* [Work instruction]: Copy each line of the data exactly. Leave nothing out.

* [Extracted entries]:
______________________________
use anyhow::{Context, Result};
use async_trait::async_trait;
use chrono::{DateTime, Utc};
use log::info;
use rust_decimal::Decimal;
use schema::{RawSwapRecord, Side, SwapRecord};
use serde::Serialize;
use sqlx::{
    FromRow, PgPool,
    postgres::{PgPoolOptions, PgQueryResult},
};
use std::time::Duration;

const MIGRATION: &str = include_str!("../migrations/0001_swaps.sql");

#[derive(Debug, Clone, Copy, PartialEq, Eq)]
pub enum InsertOutcome {
    Inserted,
    /// The ledger row already existed (a concurrent run got there first);
    /// nothing was written.
    AlreadyPresent,
}

/// Persisted swap store. Append-only from the ingestion side.
#[async_trait]
pub trait SwapStore: Send + Sync {
    async fn raw_exists(&self, tx_hash: &str) -> Result<bool>;

    /// Insert the ledger row and the canonical row as one unit.
    async fn insert_pair(&self, raw: &RawSwapRecord, swap: &SwapRecord) -> Result<InsertOutcome>;
}

#[derive(Debug, Clone, Serialize)]
#[serde(rename_all = "camelCase")]
pub struct StoreStats {
    pub raw_swaps: i64,
    pub swaps: i64,
    pub total_amount_out: Decimal,
    pub total_value_usd: Decimal,
}

#[derive(FromRow)]
struct SwapRow {
    tx_hash: String,
    wallet: String,
    side: String,
    amount_in: Decimal,
    amount_out: Decimal,
    value_usd: Decimal,
    occurred_at: DateTime<Utc>,
}

impl SwapRow {
    fn into_record(self) -> Result<SwapRecord> {
        let side = Side::parse(&self.side)
            .with_context(|| format!("swap {} has unknown side {:?}", self.tx_hash, self.side))?;
        Ok(SwapRecord {
            tx_hash: self.tx_hash,
            wallet: self.wallet,
            side,
            amount_in: self.amount_in,
            amount_out: self.amount_out,
            value_usd: self.value_usd,
            occurred_at: self.occurred_at,
        })
    }
}

pub struct PgSwapStore {
    pool: PgPool,
}

impl PgSwapStore {
    pub async fn connect(database_url: &str, max_connections: u32) -> Result<Self> {
        let pool = PgPoolOptions::new()
            .max_connections(max_connections)
            .acquire_timeout(Duration::from_secs(10))
            .connect(database_url)
            .await
            .context("connecting to postgres")?;
        Ok(Self { pool })
    }

    /// Create the swap tables if they don't exist yet.
    pub async fn migrate(&self) -> Result<()> {
        sqlx::raw_sql(MIGRATION)
            .execute(&self.pool)
            .await
            .context("applying swap schema")?;
        info!("swap schema ready");
        Ok(())
    }

    pub async fn close(self) {
        self.pool.close().await;
    }

    pub async fn stats(&self) -> Result<StoreStats> {
        let raw_swaps: i64 = sqlx::query_scalar("SELECT COUNT(*) FROM raw_swaps")
            .fetch_one(&self.pool)
            .await?;

        let (swaps, total_amount_out, total_value_usd): (i64, Decimal, Decimal) = sqlx::query_as(
            "SELECT COUNT(*), COALESCE(SUM(amount_out), 0), COALESCE(SUM(value_usd), 0) FROM swaps",
        )
        .fetch_one(&self.pool)
        .await?;

        Ok(StoreStats {
            raw_swaps,
            swaps,
            total_amount_out,
            total_value_usd,
        })
    }

    pub async fn recent(&self, limit: i64) -> Result<Vec<SwapRecord>> {
        let rows: Vec<SwapRow> = sqlx::query_as(
            "SELECT tx_hash, wallet, side, amount_in, amount_out, value_usd, occurred_at
             FROM swaps ORDER BY occurred_at DESC LIMIT $1",
        )
        .bind(limit)
        .fetch_all(&self.pool)
        .await?;

        rows.into_iter().map(SwapRow::into_record).collect()
    }
}

#[async_trait]
impl SwapStore for PgSwapStore {
    async fn raw_exists(&self, tx_hash: &str) -> Result<bool> {
        let exists: bool =
            sqlx::query_scalar("SELECT EXISTS(SELECT 1 FROM raw_swaps WHERE tx_hash = $1)")
                .bind(tx_hash)
                .fetch_one(&self.pool)
                .await?;
        Ok(exists)
    }

    async fn insert_pair(&self, raw: &RawSwapRecord, swap: &SwapRecord) -> Result<InsertOutcome> {
        let mut tx = self.pool.begin().await?;

        let res: PgQueryResult = sqlx::query(
            "INSERT INTO raw_swaps
                (tx_hash, wallet, side, amount_in, amount_out, value_usd, occurred_at, fetched_at)
             VALUES ($1, $2, $3, $4, $5, $6, $7, $8)
             ON CONFLICT (tx_hash) DO NOTHING",
        )
        .bind(&raw.swap.tx_hash)
        .bind(&raw.swap.wallet)
        .bind(raw.swap.side.as_str())
        .bind(raw.swap.amount_in)
        .bind(raw.swap.amount_out)
        .bind(raw.swap.value_usd)
        .bind(raw.swap.occurred_at)
        .bind(raw.fetched_at)
        .execute(&mut *tx)
        .await?;

        if res.rows_affected() == 0 {
            tx.rollback().await?;
            return Ok(InsertOutcome::AlreadyPresent);
        }

        // a failure here drops `tx`, which rolls back the ledger row too
        sqlx::query(
            "INSERT INTO swaps
                (tx_hash, wallet, side, amount_in, amount_out, value_usd, occurred_at)
             VALUES ($1, $2, $3, $4, $5, $6, $7)",
        )
        .bind(&swap.tx_hash)
        .bind(&swap.wallet)
        .bind(swap.side.as_str())
        .bind(swap.amount_in)
        .bind(swap.amount_out)
        .bind(swap.value_usd)
        .bind(swap.occurred_at)
        .execute(&mut *tx)
        .await?;

        tx.commit().await?;
        Ok(InsertOutcome::Inserted)
    }
}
______________________________
* [Problem solution]:
use anyhow::{Context, Result};
use async_trait::async_trait;
use chrono::{DateTime, Utc};
use log::info;
use rust_decimal::Decimal;
use schema::{RawSwapRecord, Side, SwapRecord};
use serde::Serialize;
use sqlx::{
    FromRow, PgPool,
    postgres::{PgPoolOptions, PgQueryResult},
};
use std::time::Duration;

const MIGRATION: &str = include_str!("../migrations/0001_swaps.sql");

#[derive(Debug, Clone, Copy, PartialEq, Eq)]
pub enum InsertOutcome {
    Inserted,
    /// The ledger row already existed (a concurrent run got there first);
    /// nothing was written.
    AlreadyPresent,
}

/// Persisted swap store. Append-only from the ingestion side.
#[async_trait]
pub trait SwapStore: Send + Sync {
    async fn raw_exists(&self, tx_hash: &str) -> Result<bool>;

    /// Insert the ledger row and the canonical row as one unit.
    async fn insert_pair(&self, raw: &RawSwapRecord, swap: &SwapRecord) -> Result<InsertOutcome>;
}

#[derive(Debug, Clone, Serialize)]
#[serde(rename_all = "camelCase")]
pub struct StoreStats {
    pub raw_swaps: i64,
    pub swaps: i64,
    pub total_amount_out: Decimal,
    pub total_value_usd: Decimal,
}

#[derive(FromRow)]
struct SwapRow {
    tx_hash: String,
    wallet: String,
    side: String,
    amount_in: Decimal,
    amount_out: Decimal,
    value_usd: Decimal,
    occurred_at: DateTime<Utc>,
}

impl SwapRow {
    fn into_record(self) -> Result<SwapRecord> {
        let side = Side::parse(&self.side)
            .with_context(|| format!("swap {} has unknown side {:?}", self.tx_hash, self.side))?;
        Ok(SwapRecord {
            tx_hash: self.tx_hash,
            wallet: self.wallet,
            side,
            amount_in: self.amount_in,
            amount_out: self.amount_out,
            value_usd: self.value_usd,
            occurred_at: self.occurred_at,
        })
    }
}

pub struct PgSwapStore {
    pool: PgPool,
}

impl PgSwapStore {
    pub async fn connect(database_url: &str, max_connections: u32) -> Result<Self> {
        let pool = PgPoolOptions::new()
            .max_connections(max_connections)
            .acquire_timeout(Duration::from_secs(10))
            .connect(database_url)
            .await
            .context("connecting to postgres")?;
        Ok(Self { pool })
    }

    /// Create the swap tables if they don't exist yet.
    pub async fn migrate(&self) -> Result<()> {
        sqlx::raw_sql(MIGRATION)
            .execute(&self.pool)
            .await
            .context("applying swap schema")?;
        info!("swap schema ready");
        Ok(())
    }

    pub async fn close(self) {
        self.pool.close().await;
    }

    pub async fn stats(&self) -> Result<StoreStats> {
        let raw_swaps: i64 = sqlx::query_scalar("SELECT COUNT(*) FROM raw_swaps")
            .fetch_one(&self.pool)
            .await?;

        let (swaps, total_amount_out, total_value_usd): (i64, Decimal, Decimal) = sqlx::query_as(
            "SELECT COUNT(*), COALESCE(SUM(amount_out), 0), COALESCE(SUM(value_usd), 0) FROM swaps",
        )
        .fetch_one(&self.pool)
        .await?;

        Ok(StoreStats {
            raw_swaps,
            swaps,
            total_amount_out,
            total_value_usd,
        })
    }

    pub async fn recent(&self, limit: i64) -> Result<Vec<SwapRecord>> {
        let rows: Vec<SwapRow> = sqlx::query_as(
            "SELECT tx_hash, wallet, side, amount_in, amount_out, value_usd, occurred_at
             FROM swaps ORDER BY occurred_at DESC LIMIT $1",
        )
        .bind(limit)
        .fetch_all(&self.pool)
        .await?;

        rows.into_iter().map(SwapRow::into_record).collect()
    }
}

#[async_trait]
impl SwapStore for PgSwapStore {
    async fn raw_exists(&self, tx_hash: &str) -> Result<bool> {
        let exists: bool =
            sqlx::query_scalar("SELECT EXISTS(SELECT 1 FROM raw_swaps WHERE tx_hash = $1)")
                .bind(tx_hash)
                .fetch_one(&self.pool)
                .await?;
        Ok(exists)
    }

    async fn insert_pair(&self, raw: &RawSwapRecord, swap: &SwapRecord) -> Result<InsertOutcome> {
        let mut tx = self.pool.begin().await?;

        let res: PgQueryResult = sqlx::query(
            "INSERT INTO raw_swaps
                (tx_hash, wallet, side, amount_in, amount_out, value_usd, occurred_at, fetched_at)
             VALUES ($1, $2, $3, $4, $5, $6, $7, $8)
             ON CONFLICT (tx_hash) DO NOTHING",
        )
        .bind(&raw.swap.tx_hash)
        .bind(&raw.swap.wallet)
        .bind(raw.swap.side.as_str())
        .bind(raw.swap.amount_in)
        .bind(raw.swap.amount_out)
        .bind(raw.swap.value_usd)
        .bind(raw.swap.occurred_at)
        .bind(raw.fetched_at)
        .execute(&mut *tx)
        .await?;

        if res.rows_affected() == 0 {
            tx.rollback().await?;
            return Ok(InsertOutcome::AlreadyPresent);
        }

        // a failure here drops `tx`, which rolls back the ledger row too
        sqlx::query(
            "INSERT INTO swaps
                (tx_hash, wallet, side, amount_in, amount_out, value_usd, occurred_at)
             VALUES ($1, $2, $3, $4, $5, $6, $7)",
        )
        .bind(&swap.tx_hash)
        .bind(&swap.wallet)
        .bind(swap.side.as_str())
        .bind(swap.amount_in)
        .bind(swap.amount_out)
        .bind(swap.value_usd)
        .bind(swap.occurred_at)
        .execute(&mut *tx)
        .await?;

        tx.commit().await?;
        Ok(InsertOutcome::Inserted)
    }
}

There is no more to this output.